//! Lifecycle event bus.
//!
//! Listeners are indexed three ways (by [`EventKind`], by endpoint name and by
//! tag) plus a wildcard list that sees every event. Dispatch is synchronous
//! and isolated: a panicking listener is logged and the remaining listeners
//! still run.

use apiflow_core::event::{Event, EventContext, EventKind};
use apiflow_core::store::Subscription;
use serde_json::Value;
use std::collections::HashMap;
use std::hash::Hash;
use std::panic::{AssertUnwindSafe, catch_unwind};
use std::sync::atomic::{AtomicU64, Ordering};
use std::sync::{Arc, PoisonError, RwLock};

/// Event callback.
pub type EventListener = Arc<dyn Fn(&Event) + Send + Sync>;

type Slot = Vec<(u64, EventListener)>;

#[derive(Default)]
struct Indices {
    by_kind: HashMap<EventKind, Slot>,
    by_endpoint: HashMap<String, Slot>,
    by_tag: HashMap<String, Slot>,
    all: Slot,
}

#[derive(Clone, PartialEq, Eq, Hash)]
enum IndexKey {
    Kind(EventKind),
    Endpoint(String),
    Tag(String),
    All,
}

/// Fan-out of lifecycle events.
#[derive(Clone, Default)]
pub struct EventBus {
    indices: Arc<RwLock<Indices>>,
    next_id: Arc<AtomicU64>,
}

impl std::fmt::Debug for EventBus {
    fn fmt(&self, f: &mut std::fmt::Formatter<'_>) -> std::fmt::Result {
        f.debug_struct("EventBus")
            .field("listeners", &self.listener_count())
            .finish()
    }
}

fn remove_from<K: Eq + Hash>(map: &mut HashMap<K, Slot>, key: &K, id: u64) {
    if let Some(slot) = map.get_mut(key) {
        slot.retain(|(existing, _)| *existing != id);
        if slot.is_empty() {
            map.remove(key);
        }
    }
}

impl EventBus {
    /// Create an empty bus.
    #[must_use]
    pub fn new() -> Self {
        Self::default()
    }

    fn register(&self, key: IndexKey, listener: EventListener) -> Subscription {
        let id = self.next_id.fetch_add(1, Ordering::Relaxed);
        {
            let mut indices = self.indices.write().unwrap_or_else(PoisonError::into_inner);
            let slot = match &key {
                IndexKey::Kind(kind) => indices.by_kind.entry(*kind).or_default(),
                IndexKey::Endpoint(name) => indices.by_endpoint.entry(name.clone()).or_default(),
                IndexKey::Tag(tag) => indices.by_tag.entry(tag.clone()).or_default(),
                IndexKey::All => &mut indices.all,
            };
            slot.push((id, listener));
        }

        let indices = Arc::clone(&self.indices);
        Subscription::new(move || {
            let mut indices = indices.write().unwrap_or_else(PoisonError::into_inner);
            match &key {
                IndexKey::Kind(kind) => remove_from(&mut indices.by_kind, kind, id),
                IndexKey::Endpoint(name) => remove_from(&mut indices.by_endpoint, name, id),
                IndexKey::Tag(tag) => remove_from(&mut indices.by_tag, tag, id),
                IndexKey::All => indices.all.retain(|(existing, _)| *existing != id),
            }
        })
    }

    /// Listen to one event kind.
    pub fn subscribe_event<F>(&self, kind: EventKind, listener: F) -> Subscription
    where
        F: Fn(&Event) + Send + Sync + 'static,
    {
        self.register(IndexKey::Kind(kind), Arc::new(listener))
    }

    /// Listen to every event of one endpoint.
    pub fn subscribe_endpoint<F>(&self, endpoint_name: impl Into<String>, listener: F) -> Subscription
    where
        F: Fn(&Event) + Send + Sync + 'static,
    {
        self.register(IndexKey::Endpoint(endpoint_name.into()), Arc::new(listener))
    }

    /// Listen to every event whose context carries `tag`.
    pub fn subscribe_tag<F>(&self, tag: impl Into<String>, listener: F) -> Subscription
    where
        F: Fn(&Event) + Send + Sync + 'static,
    {
        self.register(IndexKey::Tag(tag.into()), Arc::new(listener))
    }

    /// Listen to everything.
    pub fn subscribe_all<F>(&self, listener: F) -> Subscription
    where
        F: Fn(&Event) + Send + Sync + 'static,
    {
        self.register(IndexKey::All, Arc::new(listener))
    }

    /// Build, stamp and dispatch an event. Returns the dispatched event.
    pub fn emit(
        &self,
        kind: EventKind,
        endpoint_name: Option<&str>,
        context: Option<EventContext>,
        payload: Value,
    ) -> Event {
        let mut event = Event::new(kind).with_payload(payload);
        if let Some(name) = endpoint_name {
            event = event.with_endpoint(name);
        }
        if let Some(context) = context {
            event = event.with_context(context);
        }
        self.dispatch(&event);
        event
    }

    /// Deliver an already-built event.
    ///
    /// A listener matching through several indices (an endpoint and a tag,
    /// two tags, ...) is called once.
    pub fn dispatch(&self, event: &Event) {
        let listeners: Vec<EventListener> = {
            let indices = self.indices.read().unwrap_or_else(PoisonError::into_inner);
            let endpoint_slot = event
                .endpoint_name
                .as_ref()
                .and_then(|name| indices.by_endpoint.get(name));
            let kind_slot = indices.by_kind.get(&event.kind);
            let tag_slots = event.tags().iter().filter_map(|tag| indices.by_tag.get(tag));

            let mut selected: Vec<EventListener> = Vec::new();
            let matching = endpoint_slot
                .into_iter()
                .chain(kind_slot)
                .chain(tag_slots)
                .chain(std::iter::once(&indices.all))
                .flatten();
            for (_, listener) in matching {
                if !selected.iter().any(|existing| Arc::ptr_eq(existing, listener)) {
                    selected.push(Arc::clone(listener));
                }
            }
            selected
        };

        for listener in listeners {
            if catch_unwind(AssertUnwindSafe(|| listener(event))).is_err() {
                tracing::error!(
                    kind = %event.kind,
                    endpoint = event.endpoint_name.as_deref(),
                    "Event listener panicked"
                );
            }
        }
    }

    /// Remove every listener.
    pub fn clear(&self) {
        let mut indices = self.indices.write().unwrap_or_else(PoisonError::into_inner);
        *indices = Indices::default();
    }

    /// Number of registered listeners across all indices.
    #[must_use]
    pub fn listener_count(&self) -> usize {
        let indices = self.indices.read().unwrap_or_else(PoisonError::into_inner);
        indices.by_kind.values().map(Vec::len).sum::<usize>()
            + indices.by_endpoint.values().map(Vec::len).sum::<usize>()
            + indices.by_tag.values().map(Vec::len).sum::<usize>()
            + indices.all.len()
    }
}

• [ASSIGNED TASK]: The records above are to be duplicated word for word.

• [WRITTEN ANSWER]:
//! Lifecycle event bus.
//!
//! Listeners are indexed three ways (by [`EventKind`], by endpoint name and by
//! tag) plus a wildcard list that sees every event. Dispatch is synchronous
//! and isolated: a panicking listener is logged and the remaining listeners
//! still run.

use apiflow_core::event::{Event, EventContext, EventKind};
use apiflow_core::store::Subscription;
use serde_json::Value;
use std::collections::HashMap;
use std::hash::Hash;
use std::panic::{AssertUnwindSafe, catch_unwind};
use std::sync::atomic::{AtomicU64, Ordering};
use std::sync::{Arc, PoisonError, RwLock};

/// Event callback.
pub type EventListener = Arc<dyn Fn(&Event) + Send + Sync>;

type Slot = Vec<(u64, EventListener)>;

#[derive(Default)]
struct Indices {
    by_kind: HashMap<EventKind, Slot>,
    by_endpoint: HashMap<String, Slot>,
    by_tag: HashMap<String, Slot>,
    all: Slot,
}

#[derive(Clone, PartialEq, Eq, Hash)]
enum IndexKey {
    Kind(EventKind),
    Endpoint(String),
    Tag(String),
    All,
}

/// Fan-out of lifecycle events.
#[derive(Clone, Default)]
pub struct EventBus {
    indices: Arc<RwLock<Indices>>,
    next_id: Arc<AtomicU64>,
}

impl std::fmt::Debug for EventBus {
    fn fmt(&self, f: &mut std::fmt::Formatter<'_>) -> std::fmt::Result {
        f.debug_struct("EventBus")
            .field("listeners", &self.listener_count())
            .finish()
    }
}

fn remove_from<K: Eq + Hash>(map: &mut HashMap<K, Slot>, key: &K, id: u64) {
    if let Some(slot) = map.get_mut(key) {
        slot.retain(|(existing, _)| *existing != id);
        if slot.is_empty() {
            map.remove(key);
        }
    }
}

impl EventBus {
    /// Create an empty bus.
    #[must_use]
    pub fn new() -> Self {
        Self::default()
    }

    fn register(&self, key: IndexKey, listener: EventListener) -> Subscription {
        let id = self.next_id.fetch_add(1, Ordering::Relaxed);
        {
            let mut indices = self.indices.write().unwrap_or_else(PoisonError::into_inner);
            let slot = match &key {
                IndexKey::Kind(kind) => indices.by_kind.entry(*kind).or_default(),
                IndexKey::Endpoint(name) => indices.by_endpoint.entry(name.clone()).or_default(),
                IndexKey::Tag(tag) => indices.by_tag.entry(tag.clone()).or_default(),
                IndexKey::All => &mut indices.all,
            };
            slot.push((id, listener));
        }

        let indices = Arc::clone(&self.indices);
        Subscription::new(move || {
            let mut indices = indices.write().unwrap_or_else(PoisonError::into_inner);
            match &key {
                IndexKey::Kind(kind) => remove_from(&mut indices.by_kind, kind, id),
                IndexKey::Endpoint(name) => remove_from(&mut indices.by_endpoint, name, id),
                IndexKey::Tag(tag) => remove_from(&mut indices.by_tag, tag, id),
                IndexKey::All => indices.all.retain(|(existing, _)| *existing != id),
            }
        })
    }

    /// Listen to one event kind.
    pub fn subscribe_event<F>(&self, kind: EventKind, listener: F) -> Subscription
    where
        F: Fn(&Event) + Send + Sync + 'static,
    {
        self.register(IndexKey::Kind(kind), Arc::new(listener))
    }

    /// Listen to every event of one endpoint.
    pub fn subscribe_endpoint<F>(&self, endpoint_name: impl Into<String>, listener: F) -> Subscription
    where
        F: Fn(&Event) + Send + Sync + 'static,
    {
        self.register(IndexKey::Endpoint(endpoint_name.into()), Arc::new(listener))
    }

    /// Listen to every event whose context carries `tag`.
    pub fn subscribe_tag<F>(&self, tag: impl Into<String>, listener: F) -> Subscription
    where
        F: Fn(&Event) + Send + Sync + 'static,
    {
        self.register(IndexKey::Tag(tag.into()), Arc::new(listener))
    }

    /// Listen to everything.
    pub fn subscribe_all<F>(&self, listener: F) -> Subscription
    where
        F: Fn(&Event) + Send + Sync + 'static,
    {
        self.register(IndexKey::All, Arc::new(listener))
    }

    /// Build, stamp and dispatch an event. Returns the dispatched event.
    pub fn emit(
        &self,
        kind: EventKind,
        endpoint_name: Option<&str>,
        context: Option<EventContext>,
        payload: Value,
    ) -> Event {
        let mut event = Event::new(kind).with_payload(payload);
        if let Some(name) = endpoint_name {
            event = event.with_endpoint(name);
        }
        if let Some(context) = context {
            event = event.with_context(context);
        }
        self.dispatch(&event);
        event
    }

    /// Deliver an already-built event.
    ///
    /// A listener matching through several indices (an endpoint and a tag,
    /// two tags, ...) is called once.
    pub fn dispatch(&self, event: &Event) {
        let listeners: Vec<EventListener> = {
            let indices = self.indices.read().unwrap_or_else(PoisonError::into_inner);
            let endpoint_slot = event
                .endpoint_name
                .as_ref()
                .and_then(|name| indices.by_endpoint.get(name));
            let kind_slot = indices.by_kind.get(&event.kind);
            let tag_slots = event.tags().iter().filter_map(|tag| indices.by_tag.get(tag));

            let mut selected: Vec<EventListener> = Vec::new();
            let matching = endpoint_slot
                .into_iter()
                .chain(kind_slot)
                .chain(tag_slots)
                .chain(std::iter::once(&indices.all))
                .flatten();
            for (_, listener) in matching {
                if !selected.iter().any(|existing| Arc::ptr_eq(existing, listener)) {
                    selected.push(Arc::clone(listener));
                }
            }
            selected
        };

        for listener in listeners {
            if catch_unwind(AssertUnwindSafe(|| listener(event))).is_err() {
                tracing::error!(
                    kind = %event.kind,
                    endpoint = event.endpoint_name.as_deref(),
                    "Event listener panicked"
                );
            }
        }
    }

    /// Remove every listener.
    pub fn clear(&self) {
        let mut indices = self.indices.write().unwrap_or_else(PoisonError::into_inner);
        *indices = Indices::default();
    }

    /// Number of registered listeners across all indices.
    #[must_use]
    pub fn listener_count(&self) -> usize {
        let indices = self.indices.read().unwrap_or_else(PoisonError::into_inner);
        indices.by_kind.values().map(Vec::len).sum::<usize>()
            + indices.by_endpoint.values().map(Vec::len).sum::<usize>()
            + indices.by_tag.values().map(Vec::len).sum::<usize>()
            + indices.all.len()
    }
}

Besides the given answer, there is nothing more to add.